**TASK DIRECTIONS:**
Find the line that contains "let run_mode = self.run_mode.resolve(config.default_run_mode);". Repeat that line and all lines following it, exactly, through the end of the listing below.

**GIVEN DATA:**
- - - -

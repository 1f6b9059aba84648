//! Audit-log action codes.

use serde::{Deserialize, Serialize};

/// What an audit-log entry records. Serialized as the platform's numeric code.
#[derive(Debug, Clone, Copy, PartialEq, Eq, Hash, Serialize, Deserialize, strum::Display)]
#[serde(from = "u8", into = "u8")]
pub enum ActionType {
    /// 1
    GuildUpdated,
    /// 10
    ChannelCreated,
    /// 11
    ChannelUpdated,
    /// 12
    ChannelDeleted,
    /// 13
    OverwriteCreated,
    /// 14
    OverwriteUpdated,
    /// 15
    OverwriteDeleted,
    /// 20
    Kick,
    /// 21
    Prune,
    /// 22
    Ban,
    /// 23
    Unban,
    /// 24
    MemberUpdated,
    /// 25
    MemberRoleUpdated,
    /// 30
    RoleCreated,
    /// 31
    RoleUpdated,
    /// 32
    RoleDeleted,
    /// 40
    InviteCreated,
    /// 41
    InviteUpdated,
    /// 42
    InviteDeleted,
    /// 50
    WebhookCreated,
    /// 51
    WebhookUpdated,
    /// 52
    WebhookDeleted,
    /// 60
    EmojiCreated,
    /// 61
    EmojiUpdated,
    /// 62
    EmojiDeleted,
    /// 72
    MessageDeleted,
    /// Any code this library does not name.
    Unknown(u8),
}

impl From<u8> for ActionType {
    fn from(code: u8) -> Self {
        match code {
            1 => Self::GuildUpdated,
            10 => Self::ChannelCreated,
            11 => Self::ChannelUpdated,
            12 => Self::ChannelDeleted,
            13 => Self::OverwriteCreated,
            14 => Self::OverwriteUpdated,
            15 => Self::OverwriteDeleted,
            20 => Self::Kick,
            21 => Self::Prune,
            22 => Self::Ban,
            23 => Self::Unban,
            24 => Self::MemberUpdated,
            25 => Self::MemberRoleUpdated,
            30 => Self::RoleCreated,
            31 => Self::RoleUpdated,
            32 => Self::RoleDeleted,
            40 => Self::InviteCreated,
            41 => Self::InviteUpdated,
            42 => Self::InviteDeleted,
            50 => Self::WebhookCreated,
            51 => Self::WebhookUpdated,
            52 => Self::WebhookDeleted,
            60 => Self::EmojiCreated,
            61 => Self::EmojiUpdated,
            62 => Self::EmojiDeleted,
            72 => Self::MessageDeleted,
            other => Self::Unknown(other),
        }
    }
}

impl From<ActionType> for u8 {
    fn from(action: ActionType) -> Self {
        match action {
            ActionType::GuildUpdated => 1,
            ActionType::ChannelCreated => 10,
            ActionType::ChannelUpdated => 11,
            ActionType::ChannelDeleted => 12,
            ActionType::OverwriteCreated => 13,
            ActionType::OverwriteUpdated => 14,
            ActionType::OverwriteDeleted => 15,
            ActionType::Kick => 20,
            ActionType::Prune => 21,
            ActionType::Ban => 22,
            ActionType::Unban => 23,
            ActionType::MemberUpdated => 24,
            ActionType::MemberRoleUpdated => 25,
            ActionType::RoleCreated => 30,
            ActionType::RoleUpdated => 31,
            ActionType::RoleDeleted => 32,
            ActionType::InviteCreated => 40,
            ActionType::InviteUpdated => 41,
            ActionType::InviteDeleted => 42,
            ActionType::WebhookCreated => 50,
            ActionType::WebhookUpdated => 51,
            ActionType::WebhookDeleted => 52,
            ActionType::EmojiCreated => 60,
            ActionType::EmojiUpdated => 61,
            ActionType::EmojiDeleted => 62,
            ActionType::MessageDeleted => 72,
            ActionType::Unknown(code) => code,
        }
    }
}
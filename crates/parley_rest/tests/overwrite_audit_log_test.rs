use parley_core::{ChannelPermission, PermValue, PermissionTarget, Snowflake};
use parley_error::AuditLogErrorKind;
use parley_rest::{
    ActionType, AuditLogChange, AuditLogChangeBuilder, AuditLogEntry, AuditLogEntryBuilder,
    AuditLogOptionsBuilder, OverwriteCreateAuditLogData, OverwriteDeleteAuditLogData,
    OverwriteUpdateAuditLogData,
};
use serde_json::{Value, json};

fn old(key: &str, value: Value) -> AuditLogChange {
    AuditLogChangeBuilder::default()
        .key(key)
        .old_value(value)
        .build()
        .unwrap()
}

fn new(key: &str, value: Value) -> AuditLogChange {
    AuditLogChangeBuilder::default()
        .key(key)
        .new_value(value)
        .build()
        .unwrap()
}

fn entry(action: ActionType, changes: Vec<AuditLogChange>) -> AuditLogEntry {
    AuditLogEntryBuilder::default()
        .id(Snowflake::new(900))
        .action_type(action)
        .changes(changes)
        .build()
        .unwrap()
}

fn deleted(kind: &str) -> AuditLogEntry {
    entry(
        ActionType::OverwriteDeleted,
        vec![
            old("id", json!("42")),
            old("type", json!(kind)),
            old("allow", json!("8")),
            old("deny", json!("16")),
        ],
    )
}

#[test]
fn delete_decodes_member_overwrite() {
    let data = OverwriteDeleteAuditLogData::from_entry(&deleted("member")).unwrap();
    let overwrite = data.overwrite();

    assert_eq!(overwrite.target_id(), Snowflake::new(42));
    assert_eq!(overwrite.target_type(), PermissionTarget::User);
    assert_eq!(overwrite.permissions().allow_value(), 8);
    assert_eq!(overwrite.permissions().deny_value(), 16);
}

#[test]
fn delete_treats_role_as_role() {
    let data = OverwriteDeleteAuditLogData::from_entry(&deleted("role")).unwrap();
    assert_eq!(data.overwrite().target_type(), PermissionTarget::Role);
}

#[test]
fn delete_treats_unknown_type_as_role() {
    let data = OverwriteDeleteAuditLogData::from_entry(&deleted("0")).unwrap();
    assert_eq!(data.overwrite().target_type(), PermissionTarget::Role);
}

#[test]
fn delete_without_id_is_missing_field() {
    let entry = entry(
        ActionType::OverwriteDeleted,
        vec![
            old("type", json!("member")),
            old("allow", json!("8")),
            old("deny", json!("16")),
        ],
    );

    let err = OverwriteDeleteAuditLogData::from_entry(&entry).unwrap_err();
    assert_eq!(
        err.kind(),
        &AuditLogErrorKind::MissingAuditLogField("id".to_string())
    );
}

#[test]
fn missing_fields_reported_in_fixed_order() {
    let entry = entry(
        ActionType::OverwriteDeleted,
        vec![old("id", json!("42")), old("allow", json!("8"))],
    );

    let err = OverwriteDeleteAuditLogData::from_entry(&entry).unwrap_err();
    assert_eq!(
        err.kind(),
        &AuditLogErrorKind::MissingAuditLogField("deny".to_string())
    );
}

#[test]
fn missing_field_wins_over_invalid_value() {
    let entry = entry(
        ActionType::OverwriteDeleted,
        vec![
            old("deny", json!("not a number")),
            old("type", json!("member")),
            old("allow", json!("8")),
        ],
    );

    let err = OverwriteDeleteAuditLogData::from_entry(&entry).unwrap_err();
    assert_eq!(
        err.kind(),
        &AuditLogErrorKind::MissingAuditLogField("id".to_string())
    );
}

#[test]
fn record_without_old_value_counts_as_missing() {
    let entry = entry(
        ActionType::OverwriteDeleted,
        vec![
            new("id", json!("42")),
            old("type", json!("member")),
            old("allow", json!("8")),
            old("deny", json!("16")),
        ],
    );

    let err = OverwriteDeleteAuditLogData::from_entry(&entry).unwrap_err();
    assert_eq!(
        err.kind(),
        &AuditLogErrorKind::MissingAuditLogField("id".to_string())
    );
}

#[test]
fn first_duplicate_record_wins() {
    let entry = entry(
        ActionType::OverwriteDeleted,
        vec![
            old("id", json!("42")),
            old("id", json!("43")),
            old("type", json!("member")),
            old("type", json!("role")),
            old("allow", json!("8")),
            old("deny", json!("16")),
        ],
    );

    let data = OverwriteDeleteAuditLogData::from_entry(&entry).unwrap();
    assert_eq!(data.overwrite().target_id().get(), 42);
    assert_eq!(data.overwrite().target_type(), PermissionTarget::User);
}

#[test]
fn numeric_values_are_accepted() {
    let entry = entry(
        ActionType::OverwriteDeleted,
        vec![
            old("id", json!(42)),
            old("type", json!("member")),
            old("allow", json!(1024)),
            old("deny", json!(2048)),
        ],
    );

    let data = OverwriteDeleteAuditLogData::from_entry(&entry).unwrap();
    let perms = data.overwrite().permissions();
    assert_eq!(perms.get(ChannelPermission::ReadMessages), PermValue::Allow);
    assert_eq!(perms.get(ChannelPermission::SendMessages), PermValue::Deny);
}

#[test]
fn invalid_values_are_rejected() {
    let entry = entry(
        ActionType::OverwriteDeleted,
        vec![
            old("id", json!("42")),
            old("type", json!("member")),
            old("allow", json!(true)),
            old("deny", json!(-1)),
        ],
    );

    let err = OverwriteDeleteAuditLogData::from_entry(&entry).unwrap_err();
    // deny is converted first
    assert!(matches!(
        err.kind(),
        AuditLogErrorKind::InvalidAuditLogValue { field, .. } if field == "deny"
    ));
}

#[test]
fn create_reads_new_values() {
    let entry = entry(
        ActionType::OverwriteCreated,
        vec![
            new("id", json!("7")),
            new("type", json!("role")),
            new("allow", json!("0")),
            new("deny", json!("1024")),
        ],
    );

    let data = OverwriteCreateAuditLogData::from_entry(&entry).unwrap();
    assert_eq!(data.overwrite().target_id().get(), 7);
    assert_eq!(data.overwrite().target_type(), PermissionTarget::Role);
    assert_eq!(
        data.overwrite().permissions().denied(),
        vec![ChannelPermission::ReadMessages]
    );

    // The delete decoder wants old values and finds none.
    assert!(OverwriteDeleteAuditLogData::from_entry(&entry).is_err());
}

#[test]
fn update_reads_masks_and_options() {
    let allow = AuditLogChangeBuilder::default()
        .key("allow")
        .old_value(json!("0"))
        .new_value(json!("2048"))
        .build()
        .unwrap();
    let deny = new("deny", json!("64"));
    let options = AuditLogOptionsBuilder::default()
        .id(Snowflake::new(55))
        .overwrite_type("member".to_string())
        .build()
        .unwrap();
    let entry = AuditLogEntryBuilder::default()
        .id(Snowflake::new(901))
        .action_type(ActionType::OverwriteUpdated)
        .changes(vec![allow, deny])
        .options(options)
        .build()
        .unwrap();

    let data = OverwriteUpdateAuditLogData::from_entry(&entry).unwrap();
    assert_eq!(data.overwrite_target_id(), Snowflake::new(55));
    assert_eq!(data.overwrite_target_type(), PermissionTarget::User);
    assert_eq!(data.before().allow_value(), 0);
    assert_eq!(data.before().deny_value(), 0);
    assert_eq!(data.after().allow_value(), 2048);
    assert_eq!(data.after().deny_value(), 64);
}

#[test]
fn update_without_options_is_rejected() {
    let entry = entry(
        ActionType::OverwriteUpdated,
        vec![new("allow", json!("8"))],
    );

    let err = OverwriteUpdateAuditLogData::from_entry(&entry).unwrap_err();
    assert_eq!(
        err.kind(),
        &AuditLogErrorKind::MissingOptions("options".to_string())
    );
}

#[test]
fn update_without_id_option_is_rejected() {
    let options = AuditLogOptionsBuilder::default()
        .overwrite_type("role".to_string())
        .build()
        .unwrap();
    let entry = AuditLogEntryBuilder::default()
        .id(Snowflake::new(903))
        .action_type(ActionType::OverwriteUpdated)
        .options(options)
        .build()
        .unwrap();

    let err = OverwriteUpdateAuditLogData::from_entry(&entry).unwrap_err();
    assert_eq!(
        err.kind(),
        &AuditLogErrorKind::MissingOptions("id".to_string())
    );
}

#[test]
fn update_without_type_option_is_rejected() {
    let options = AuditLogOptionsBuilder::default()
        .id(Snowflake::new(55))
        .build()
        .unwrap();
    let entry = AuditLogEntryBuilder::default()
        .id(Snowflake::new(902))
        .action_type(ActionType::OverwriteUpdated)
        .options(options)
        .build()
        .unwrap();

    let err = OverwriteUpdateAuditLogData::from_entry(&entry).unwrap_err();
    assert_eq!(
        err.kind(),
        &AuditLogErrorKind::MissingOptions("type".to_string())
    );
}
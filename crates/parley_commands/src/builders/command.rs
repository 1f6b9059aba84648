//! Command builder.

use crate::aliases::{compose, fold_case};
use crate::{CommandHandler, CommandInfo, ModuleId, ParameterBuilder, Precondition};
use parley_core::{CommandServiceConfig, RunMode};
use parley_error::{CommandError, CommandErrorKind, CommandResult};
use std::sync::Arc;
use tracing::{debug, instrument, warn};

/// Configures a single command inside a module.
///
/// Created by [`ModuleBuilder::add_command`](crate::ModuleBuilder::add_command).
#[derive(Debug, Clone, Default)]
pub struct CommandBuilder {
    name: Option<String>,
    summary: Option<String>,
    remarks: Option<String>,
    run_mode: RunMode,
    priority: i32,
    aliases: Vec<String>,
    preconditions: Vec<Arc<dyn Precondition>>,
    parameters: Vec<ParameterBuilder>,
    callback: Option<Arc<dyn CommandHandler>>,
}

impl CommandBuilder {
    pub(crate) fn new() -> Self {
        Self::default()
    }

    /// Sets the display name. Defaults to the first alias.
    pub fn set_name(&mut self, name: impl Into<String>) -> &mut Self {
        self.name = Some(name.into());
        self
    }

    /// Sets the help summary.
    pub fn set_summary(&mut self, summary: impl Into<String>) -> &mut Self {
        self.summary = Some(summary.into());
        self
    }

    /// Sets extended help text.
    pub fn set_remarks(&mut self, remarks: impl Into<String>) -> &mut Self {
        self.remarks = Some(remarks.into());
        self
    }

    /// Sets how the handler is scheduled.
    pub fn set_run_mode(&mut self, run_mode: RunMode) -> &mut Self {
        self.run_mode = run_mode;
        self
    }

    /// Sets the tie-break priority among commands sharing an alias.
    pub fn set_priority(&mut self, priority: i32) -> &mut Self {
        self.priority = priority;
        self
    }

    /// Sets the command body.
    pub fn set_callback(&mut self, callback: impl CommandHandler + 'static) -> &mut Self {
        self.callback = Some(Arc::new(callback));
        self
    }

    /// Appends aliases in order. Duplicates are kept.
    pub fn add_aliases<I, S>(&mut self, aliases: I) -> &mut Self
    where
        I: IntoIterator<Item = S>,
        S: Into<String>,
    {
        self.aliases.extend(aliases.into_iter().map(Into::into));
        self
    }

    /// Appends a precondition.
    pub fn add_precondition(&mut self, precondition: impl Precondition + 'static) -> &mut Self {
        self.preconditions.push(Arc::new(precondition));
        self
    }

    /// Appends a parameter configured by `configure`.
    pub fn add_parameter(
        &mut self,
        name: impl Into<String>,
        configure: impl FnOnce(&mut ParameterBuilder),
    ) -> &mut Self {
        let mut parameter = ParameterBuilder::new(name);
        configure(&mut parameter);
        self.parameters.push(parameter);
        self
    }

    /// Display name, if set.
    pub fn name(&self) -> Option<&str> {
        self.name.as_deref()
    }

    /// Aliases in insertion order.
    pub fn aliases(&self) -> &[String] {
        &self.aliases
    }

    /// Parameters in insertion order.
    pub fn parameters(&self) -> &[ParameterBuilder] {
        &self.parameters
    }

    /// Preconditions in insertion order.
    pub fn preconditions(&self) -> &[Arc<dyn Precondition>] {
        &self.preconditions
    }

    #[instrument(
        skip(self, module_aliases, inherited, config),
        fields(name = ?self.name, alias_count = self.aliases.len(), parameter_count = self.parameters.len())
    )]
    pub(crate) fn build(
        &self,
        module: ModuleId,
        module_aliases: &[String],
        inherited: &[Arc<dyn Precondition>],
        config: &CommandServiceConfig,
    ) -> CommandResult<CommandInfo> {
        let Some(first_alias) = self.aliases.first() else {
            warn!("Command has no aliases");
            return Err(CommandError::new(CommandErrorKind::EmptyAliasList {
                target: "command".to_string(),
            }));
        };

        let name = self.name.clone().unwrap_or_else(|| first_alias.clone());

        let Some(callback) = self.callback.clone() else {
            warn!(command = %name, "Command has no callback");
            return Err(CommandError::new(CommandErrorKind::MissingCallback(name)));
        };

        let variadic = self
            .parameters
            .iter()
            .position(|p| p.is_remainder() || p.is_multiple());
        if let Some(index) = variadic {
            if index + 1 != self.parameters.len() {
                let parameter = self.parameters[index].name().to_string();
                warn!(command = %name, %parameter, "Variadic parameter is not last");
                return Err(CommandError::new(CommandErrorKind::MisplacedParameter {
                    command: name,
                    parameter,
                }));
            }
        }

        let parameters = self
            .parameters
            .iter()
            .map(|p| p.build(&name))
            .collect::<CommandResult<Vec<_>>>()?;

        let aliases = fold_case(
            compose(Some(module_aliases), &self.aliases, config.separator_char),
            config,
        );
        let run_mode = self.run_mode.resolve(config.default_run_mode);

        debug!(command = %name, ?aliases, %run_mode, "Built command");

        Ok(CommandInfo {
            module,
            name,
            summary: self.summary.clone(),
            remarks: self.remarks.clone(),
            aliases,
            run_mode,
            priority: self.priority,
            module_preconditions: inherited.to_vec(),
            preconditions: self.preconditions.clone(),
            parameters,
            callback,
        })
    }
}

- - - -

**ANSWER TO THIS TASK:**
        let run_mode = self.run_mode.resolve(config.default_run_mode);

        debug!(command = %name, ?aliases, %run_mode, "Built command");

        Ok(CommandInfo {
            module,
            name,
            summary: self.summary.clone(),
            remarks: self.remarks.clone(),
            aliases,
            run_mode,
            priority: self.priority,
            module_preconditions: inherited.to_vec(),
            preconditions: self.preconditions.clone(),
            parameters,
            callback,
        })
    }
}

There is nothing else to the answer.